The tent itself is probably sacrosanct, if only because it's Sherway's most spectacular "architectural landmark"--although it does seem rather stapled-on relative to the rest of the mall. Any change'll likely be cosmetic rather than total-rebuild...
 
as a way of patterning consumer behaviour, there seem to have been two paths that malls could take in the later 1970's--they could either orient themselves around the idea of the village or the arcade.

The Eaton Centre's deliberate referencing of Milan, the Crystal Palace, etc. obviously won out. this is essentially a model of shopping as a form of spectacle. malls became backdrops for promenading, places to see and be seen...

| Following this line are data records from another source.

//! Canvas Sync Core Library
//!
//! Keeps a live drawing surface, a durable local cache and a remote canvas
//! service converging on one document. The host owns the event loop and
//! calls [`Reconciler::tick`]; everything else is driven from there.

pub mod config;
pub mod debounce;
pub mod document;
pub mod echo;
pub mod element;
pub mod error;
pub mod normalize;
pub mod reconcile;
pub mod remote;
pub mod storage;
pub mod surface;
pub mod watch;
pub mod wire;

pub use config::{SyncConfig, SyncDirection};
pub use debounce::{ChangeDebouncer, ContentDigest, DebounceOutcome};
pub use document::{AppState, CanvasDocument, Collaborators, Files, Timestamp};
pub use echo::EchoSuppressor;
pub use element::{Element, ElementKind};
pub use error::SyncError;
pub use reconcile::{
    ChangeOutcome, ClearOrigin, ObservationOutcome, Reconciler, SyncState, TickReport,
};
pub use remote::{HttpRemote, RemoteCanvas, RemoteError, RemoteResult};
pub use storage::{
    CacheRecord, FileStorage, LocalCacheManager, MemoryStorage, Storage, StorageError,
    StorageResult,
};
pub use surface::{LiveSurface, MemorySurface, SurfaceChange};
pub use watch::{
    EventHost, LocalEventHost, ObservationSource, PollWatch, PushWatch, RemoteWatch,
    SyncObservation, WatchError, WatchMode, open_watch,
};
pub use wire::{CanvasData, DRAW_STREAM};

/// Minimal executor for the storage futures in tests.
#[cfg(test)]
pub(crate) fn block_on<F: std::future::Future>(f: F) -> F::Output {
    use std::task::{Context, Poll, Waker};

    let mut cx = Context::from_waker(Waker::noop());
    let mut f = std::pin::pin!(f);
    loop {
        if let Poll::Ready(result) = f.as_mut().poll(&mut cx) {
            return result;
        }
    }
}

the other abandoned route is of course, the model promoted by Sherway, where the reference is to the market, the village or the lane. this version was manifest in a bunch of smaller indoor malls, including the original Village by the Grange, Bayview Village and Hazelton Lanes.

interestingly, this image of "decentralized rambling" is still with us in the form of places like Le Marche Movenpick / Richtree Market etc, and stores like the newish Hollister in the Eaton Centre...
 
Bayview was originally a humble outdoor shopping mall built to a basic cross plan. Yorkdale had some quite showy spaces when it opened, obviously predating the Eaton Centre, so I think the concept of promenading and being seen was always a part of the experience.

The first underground shopping concourses ( now part of PATH ) were designed as simple lanes for "decentralized rambling" but that gave way pretty quickly to a more flamboyant look with showy focal points ( FCP with a waterfall, a white marble disco-era atrium several storeys tall, and colourful wall hangings; the original but now totally desecrated Royal Bank Plaza which was centered around an atrium with a garden and waterfall below and a rod-shaped sculpture suspended from the ceiling many floors above; Scotia Plaza - less successfully perhaps; Zeidler's renovation to Commerce Court with a subterranean food court as the focus; and the creation of the TD Centre's food court ).
 
Sherway had plans to build a second floor? When was this? That would make sense, so they don't end up pushing Zara or H&M to the fringe like the Old Navy across the street.
 
You mean the 'mini' big-box centre across the street? Sherway Gardens is just the right size. Heaven forbid it should become a Square One, with dreadfull parking structures hiding the mall's exterior.
 
Sherway had plans to build a second floor? When was this? That would make sense, so they don't end up pushing Zara or H&M to the fringe like the Old Navy across the street.

This was a while ago. I'm sure it was Square One that objected.

I'd expect retailers like Zara and H&M have already signed leases with Sherway, they just are waiting on getting a space the right size.